In a later chapter he summarizes his conclusions, which are briefly as follows. The genetic bedrock of the Isles was laid down by hunter-gatherers who moved in after the last Ice Age, followed by farming folk coming from Spain several millennia later. The most paradoxical not to say disappointing result for some readers will be that he finds no genetic affinity between the Celtic fringe (Wales, Ireland, Gaelic Scotland) and the Iron Age Celts of continental Europe. The 'Celts' of the Isles talked the talk, but that seems to have been as far as it went. He does find a significant Norse overlay in the Northern Isles of Scotland, and a less pronounced north German/Danish input in parts of England. Another genetic archaeologist recently claimed that the majority of English people - contrary to orthodoxy since the Second World War, for obvious reasons - are descended from incoming Anglo-Saxons. It all depends on interpretation, and I have a feeling that a lot remains to be thrashed out. Invasions might not come in waves but academic fashions do.

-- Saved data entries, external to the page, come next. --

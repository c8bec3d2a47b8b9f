//! File-backed store
//!
//! Layout under the data directory:
//! - `users.json`, `sessions.json`, `signing_keys.json`, `issued_tokens.json`,
//!   `incidents.json`, `integrity_reports.json`: full table snapshots,
//!   rewritten atomically (temp file + rename) after each mutation. When the
//!   write fails the working-set table is restored, so memory never runs
//!   ahead of disk;
//! - `audit.jsonl`: the audit chain, one record per line, append-only and
//!   synced before the append returns.
//!
//! The working set lives in a [`MemoryStore`]; a reopened store continues
//! from what is on disk. Unparseable lines are integrity errors.

use super::{MemoryStore, Store};
use crate::{
    error::{AppError, Result},
    models::{
        AuditRecord, IntegrityReport, IssuedToken, SecurityIncident, Session, StoredSigningKey,
        User,
    },
};
use chrono::{DateTime, Utc};
use parking_lot::Mutex;
use serde::{de::DeserializeOwned, Serialize};
use std::fs::{self, File, OpenOptions};
use std::io::{BufRead, BufReader, Write};
use std::path::{Path, PathBuf};
use uuid::Uuid;

const USERS_FILE: &str = "users.json";
const SESSIONS_FILE: &str = "sessions.json";
const KEYS_FILE: &str = "signing_keys.json";
const TOKENS_FILE: &str = "issued_tokens.json";
const INCIDENTS_FILE: &str = "incidents.json";
const REPORTS_FILE: &str = "integrity_reports.json";
pub const AUDIT_FILE: &str = "audit.jsonl";

pub struct FileStore {
    dir: PathBuf,
    inner: MemoryStore,
    // 串行化“内存变更 + 落盘”，保证快照不会被旧版本覆盖
    write_lock: Mutex<()>,
}

impl FileStore {
    pub fn open(dir: impl AsRef<Path>) -> Result<Self> {
        let dir = dir.as_ref().to_path_buf();
        fs::create_dir_all(&dir)?;

        let inner = MemoryStore::new();
        for user in read_table::<User>(&dir.join(USERS_FILE))? {
            inner.insert_user(&user)?;
        }
        for session in read_table::<Session>(&dir.join(SESSIONS_FILE))? {
            inner.save_session(&session)?;
        }
        for key in read_table::<StoredSigningKey>(&dir.join(KEYS_FILE))? {
            inner.save_signing_key(&key)?;
        }
        for token in read_table::<IssuedToken>(&dir.join(TOKENS_FILE))? {
            inner.save_issued_token(&token)?;
        }
        for incident in read_table::<SecurityIncident>(&dir.join(INCIDENTS_FILE))? {
            inner.save_incident(&incident)?;
        }
        for report in read_table::<IntegrityReport>(&dir.join(REPORTS_FILE))? {
            inner.save_integrity_report(&report)?;
        }
        inner.load_audit_records(read_audit_log(&dir.join(AUDIT_FILE))?);

        tracing::info!(
            dir = %dir.display(),
            audit_records = inner.audit_len(),
            "File store opened"
        );

        Ok(Self {
            dir,
            inner,
            write_lock: Mutex::new(()),
        })
    }

    pub fn dir(&self) -> &Path {
        &self.dir
    }

    fn persist<T: Serialize>(&self, file: &str, rows: &[T]) -> Result<()> {
        let path = self.dir.join(file);
        let tmp = self.dir.join(format!("{}.tmp", file));
        let bytes = serde_json::to_vec_pretty(rows)
            .map_err(|e| AppError::Storage(format!("encode {}: {}", file, e)))?;
        {
            let mut f = File::create(&tmp)?;
            f.write_all(&bytes)?;
            f.sync_all()?;
        }
        fs::rename(&tmp, &path)?;
        Ok(())
    }

    /// Apply `change` to the working set, then persist the table. On a
    /// failed write the table is put back to its state before `change`.
    fn commit<T, R>(
        &self,
        file: &str,
        snapshot: impl Fn(&MemoryStore) -> Result<Vec<T>>,
        restore: impl FnOnce(&MemoryStore, Vec<T>),
        change: impl FnOnce(&MemoryStore) -> Result<R>,
    ) -> Result<R>
    where
        T: Serialize,
    {
        let _guard = self.write_lock.lock();
        let before = snapshot(&self.inner)?;
        let result = change(&self.inner)?;
        let after = snapshot(&self.inner)?;

        if let Err(e) = self.persist(file, &after) {
            tracing::error!(file, error = %e, "Table write failed, rolling back working set");
            metrics::counter!("sentinel_store_write_failures_total", "table" => file.to_string())
                .increment(1);
            restore(&self.inner, before);
            return Err(e);
        }
        Ok(result)
    }
}

fn read_table<T: DeserializeOwned>(path: &Path) -> Result<Vec<T>> {
    if !path.exists() {
        return Ok(Vec::new());
    }
    let bytes = fs::read(path)?;
    serde_json::from_slice(&bytes).map_err(|e| {
        AppError::Integrity(format!("malformed table {}: {}", path.display(), e))
    })
}

fn read_audit_log(path: &Path) -> Result<Vec<AuditRecord>> {
    if !path.exists() {
        return Ok(Vec::new());
    }
    let reader = BufReader::new(File::open(path)?);
    let mut records = Vec::new();
    for (idx, line) in reader.lines().enumerate() {
        let line = line?;
        if line.trim().is_empty() {
            continue;
        }
        let record: AuditRecord = serde_json::from_str(&line).map_err(|e| {
            AppError::Integrity(format!("malformed audit record at line {}: {}", idx + 1, e))
        })?;
        records.push(record);
    }
    Ok(records)
}

impl Store for FileStore {
    fn insert_user(&self, user: &User) -> Result<()> {
        self.commit(
            USERS_FILE,
            |m| m.list_users(),
            |m, rows| m.restore_users(rows),
            |m| m.insert_user(user),
        )
    }

    fn update_user(&self, user: &User) -> Result<()> {
        self.commit(
            USERS_FILE,
            |m| m.list_users(),
            |m, rows| m.restore_users(rows),
            |m| m.update_user(user),
        )
    }

    fn get_user(&self, id: Uuid) -> Result<Option<User>> {
        self.inner.get_user(id)
    }

    fn find_user_by_username(&self, username: &str) -> Result<Option<User>> {
        self.inner.find_user_by_username(username)
    }

    fn find_user_by_email(&self, email: &str) -> Result<Option<User>> {
        self.inner.find_user_by_email(email)
    }

    fn list_users(&self) -> Result<Vec<User>> {
        self.inner.list_users()
    }

    fn save_session(&self, session: &Session) -> Result<()> {
        self.commit(
            SESSIONS_FILE,
            |m| m.list_sessions(),
            |m, rows| m.restore_sessions(rows),
            |m| m.save_session(session),
        )
    }

    fn get_session(&self, id: Uuid) -> Result<Option<Session>> {
        self.inner.get_session(id)
    }

    fn find_session_by_token(&self, token: &str) -> Result<Option<Session>> {
        self.inner.find_session_by_token(token)
    }

    fn list_sessions(&self) -> Result<Vec<Session>> {
        self.inner.list_sessions()
    }

    fn append_audit_record(&self, record: &AuditRecord) -> Result<()> {
        let _guard = self.write_lock.lock();
        if let Some(last) = self.inner.last_audit_record()? {
            if record.sequence <= last.sequence {
                return Err(AppError::Integrity(format!(
                    "audit sequence {} is not after stored head {}",
                    record.sequence, last.sequence
                )));
            }
        }
        let line = serde_json::to_string(record)
            .map_err(|e| AppError::Storage(format!("encode audit record: {}", e)))?;
        let mut f = OpenOptions::new()
            .create(true)
            .append(true)
            .open(self.dir.join(AUDIT_FILE))?;
        writeln!(f, "{}", line)?;
        f.flush()?;
        f.sync_all()?;
        self.inner.append_audit_record(record)
    }

    fn get_audit_record(&self, sequence: u64) -> Result<Option<AuditRecord>> {
        self.inner.get_audit_record(sequence)
    }

    fn audit_range(&self, from: u64, to: u64) -> Result<Vec<AuditRecord>> {
        self.inner.audit_range(from, to)
    }

    fn last_audit_record(&self) -> Result<Option<AuditRecord>> {
        self.inner.last_audit_record()
    }

    fn audit_in_period(
        &self,
        from: Option<DateTime<Utc>>,
        to: Option<DateTime<Utc>>,
    ) -> Result<Vec<AuditRecord>> {
        self.inner.audit_in_period(from, to)
    }

    fn save_signing_key(&self, key: &StoredSigningKey) -> Result<()> {
        self.commit(
            KEYS_FILE,
            |m| m.list_signing_keys(),
            |m, rows| m.restore_signing_keys(rows),
            |m| m.save_signing_key(key),
        )
    }

    fn delete_signing_key(&self, kid: &str) -> Result<()> {
        self.commit(
            KEYS_FILE,
            |m| m.list_signing_keys(),
            |m, rows| m.restore_signing_keys(rows),
            |m| m.delete_signing_key(kid),
        )
    }

    fn list_signing_keys(&self) -> Result<Vec<StoredSigningKey>> {
        self.inner.list_signing_keys()
    }

    fn save_issued_token(&self, token: &IssuedToken) -> Result<()> {
        self.commit(
            TOKENS_FILE,
            |m| m.list_issued_tokens(),
            |m, rows| m.restore_issued_tokens(rows),
            |m| m.save_issued_token(token),
        )
    }

    fn get_issued_token(&self, jti: Uuid) -> Result<Option<IssuedToken>> {
        self.inner.get_issued_token(jti)
    }

    fn list_issued_tokens(&self) -> Result<Vec<IssuedToken>> {
        self.inner.list_issued_tokens()
    }

    fn delete_expired_tokens(&self, now: DateTime<Utc>) -> Result<Vec<Uuid>> {
        self.commit(
            TOKENS_FILE,
            |m| m.list_issued_tokens(),
            |m, rows| m.restore_issued_tokens(rows),
            |m| m.delete_expired_tokens(now),
        )
    }

    fn save_incident(&self, incident: &SecurityIncident) -> Result<()> {
        self.commit(
            INCIDENTS_FILE,
            |m| m.list_incidents(),
            |m, rows| m.restore_incidents(rows),
            |m| m.save_incident(incident),
        )
    }

    fn get_incident(&self, id: Uuid) -> Result<Option<SecurityIncident>> {
        self.inner.get_incident(id)
    }

    fn list_incidents(&self) -> Result<Vec<SecurityIncident>> {
        self.inner.list_incidents()
    }

    fn save_integrity_report(&self, report: &IntegrityReport) -> Result<()> {
        self.commit(
            REPORTS_FILE,
            |m| m.list_integrity_reports(),
            |m, rows| m.restore_integrity_reports(rows),
            |m| m.save_integrity_report(report),
        )
    }

    fn list_integrity_reports(&self) -> Result<Vec<IntegrityReport>> {
        self.inner.list_integrity_reports()
    }

    fn backend_name(&self) -> &'static str {
        "file"
    }
}
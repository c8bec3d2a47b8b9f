//! 测试公共模块
//! 提供测试配置、手动时钟与完整服务栈

#![allow(dead_code)]

use sentinel_core::{
    clock::ManualClock,
    config::{
        AccessConfig, AppConfig, LoggingConfig, MonitorConfig, SecurityConfig, SessionConfig,
        StorageConfig, TokenConfig, WorkerConfig,
    },
    models::{AuditFilter, AuthEventKind, CreateUserRequest, Origin, Role, User},
    repository::{MemoryStore, SharedStore},
    state::AppState,
};
use std::sync::Arc;

pub const PASSWORD: &str = "Str0ng!Passw0rd";

/// 创建测试配置
pub fn create_test_config() -> AppConfig {
    AppConfig {
        logging: LoggingConfig {
            level: "debug".to_string(),
            format: "pretty".to_string(),
        },
        storage: StorageConfig {
            backend: "memory".to_string(),
            data_dir: "./data".to_string(),
        },
        security: SecurityConfig {
            password_min_length: 8,
            password_require_uppercase: true,
            password_require_lowercase: true,
            password_require_digit: true,
            password_require_special: true,
            password_expiry_days: 90,
            password_history: 5,
            max_failed_attempts: 5,
            // 测试中使用最低开销
            argon2_memory_kib: 1024,
            argon2_iterations: 1,
            argon2_parallelism: 1,
            allow_weak_kdf: true,
        },
        session: SessionConfig {
            ttl_secs: 8 * 3600,
            activity_timeout_secs: 2 * 3600,
            max_concurrent_sessions: 3,
            max_extension_hours: 24,
        },
        token: TokenConfig {
            issuer: "sentinel-test".to_string(),
            audience: "sentinel-test-clients".to_string(),
            access_token_exp_secs: 900,
            refresh_token_exp_secs: 7 * 86400,
            clock_skew_secs: 30,
            rsa_key_bits: 2048,
            key_rotation_interval_secs: 86400,
            key_grace_secs: 3600,
            bootstrap_private_key: None,
        },
        monitor: MonitorConfig {
            failed_login_threshold: 5,
            failed_login_window_secs: 15 * 60,
            permission_violation_threshold: 10,
            permission_violation_window_secs: 3600,
            origin_activity_threshold: 20,
            origin_activity_window_secs: 3600,
            distinct_login_origins: 3,
            distinct_login_window_secs: 30 * 60,
            window_capacity: 10_000,
            window_max_age_secs: 3600,
        },
        workers: WorkerConfig {
            session_sweep_interval_secs: 60,
            token_cleanup_interval_secs: 3600,
            key_rotation_check_interval_secs: 300,
        },
        access: AccessConfig {
            business_hours_start: 9,
            business_hours_end: 17,
        },
    }
}

/// 完整服务栈 + 手动时钟
pub struct TestApp {
    pub clock: ManualClock,
    pub store: SharedStore,
    pub state: AppState,
}

pub fn create_test_app() -> TestApp {
    create_test_app_with(create_test_config(), Arc::new(MemoryStore::new()), ManualClock::starting_now())
}

pub fn create_test_app_with(config: AppConfig, store: SharedStore, clock: ManualClock) -> TestApp {
    let state = AppState::build(config, store.clone(), Arc::new(clock.clone()))
        .expect("Failed to build service stack");
    TestApp { clock, store, state }
}

pub fn origin(ip: &str) -> Origin {
    Origin::new(ip, Some("integration-test"))
}

impl TestApp {
    /// 创建测试用户（无操作者）
    pub fn create_user(&self, username: &str, roles: &[Role]) -> User {
        self.state
            .credentials
            .create_user(
                CreateUserRequest::new(username, &format!("{}@example.com", username), PASSWORD, roles),
                None,
            )
            .expect("Failed to create test user")
    }

    pub fn count_events(&self, kind: AuthEventKind) -> usize {
        self.state
            .audit
            .search(&AuditFilter {
                kind: Some(kind),
                ..Default::default()
            })
            .expect("audit search failed")
            .len()
    }
}
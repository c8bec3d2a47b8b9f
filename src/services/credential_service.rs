//! 凭证服务：用户创建、口令认证、锁定与账户管理
//!
//! 每个用户对应一把互斥锁，登录失败计数的“递增后检查”在锁内完成，
//! 并发的错误口令尝试无法绕过锁定阈值。审计事件在释放用户锁之后写入。

use crate::{
    auth::password::PasswordHasher,
    clock::SharedClock,
    config::SecurityConfig,
    error::{AppError, FieldError, Result},
    models::{
        user::PasswordHistoryEntry, AuthEvent, AuthEventKind, CreateUserRequest, Origin, Role,
        UpdateUserRequest, User,
    },
    repository::SharedStore,
    services::audit_service::AuditService,
};
use chrono::Duration;
use dashmap::DashMap;
use parking_lot::Mutex;
use std::collections::{BTreeMap, BTreeSet};
use std::sync::Arc;
use uuid::Uuid;
use validator::Validate;

pub struct CredentialService {
    store: SharedStore,
    audit: Arc<AuditService>,
    clock: SharedClock,
    hasher: PasswordHasher,
    policy: SecurityConfig,
    users: DashMap<Uuid, Arc<Mutex<User>>>,
    usernames: DashMap<String, Uuid>,
    // 串行化“唯一性检查 + 插入”
    creation: Mutex<()>,
}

Now let me mention a thought that gives me pause. Going back 500 years I have up to a million ancestors (fewer in fact because of inbreeding, but still a lot). Just one of them was a matrilineal ancestress from whom I get my mDNA, and one was a patrilineal ancestor from whom I get my Y-chromosomes. If you're a WASP, one or both of them could be yours too. Prof. Sykes likes to make up imaginary scenarios for his clansfolk, so here goes: my matrilineal ancestress was a runaway Spanish nun, and my patrilineal ancestor was the Genoese sailor Giacomo, a big-time bigamist. Reconstructing early Tudor England from those two would be quite a trick. Now go back twenty thousand years. I have one clan mother and one clan father. This does not mean that I had no other ancestors living then (still less, as one poor soul thinks, that it proves creationism), merely that I happen to get my mDNA and Y-chromosomes from those two out of many contemporary ancestors. This is a perilously small sample - two out of how many thousands? - but perhaps it can tell us something reliable about prehistory. Is that obvious? I don't know, and you won't find the question raised in this book.
I don't believe the book is the last word; it could even be misleading if, for example, people think they come from Syria because their clan mother is Jasmine; but it is well written, interesting and worth reading.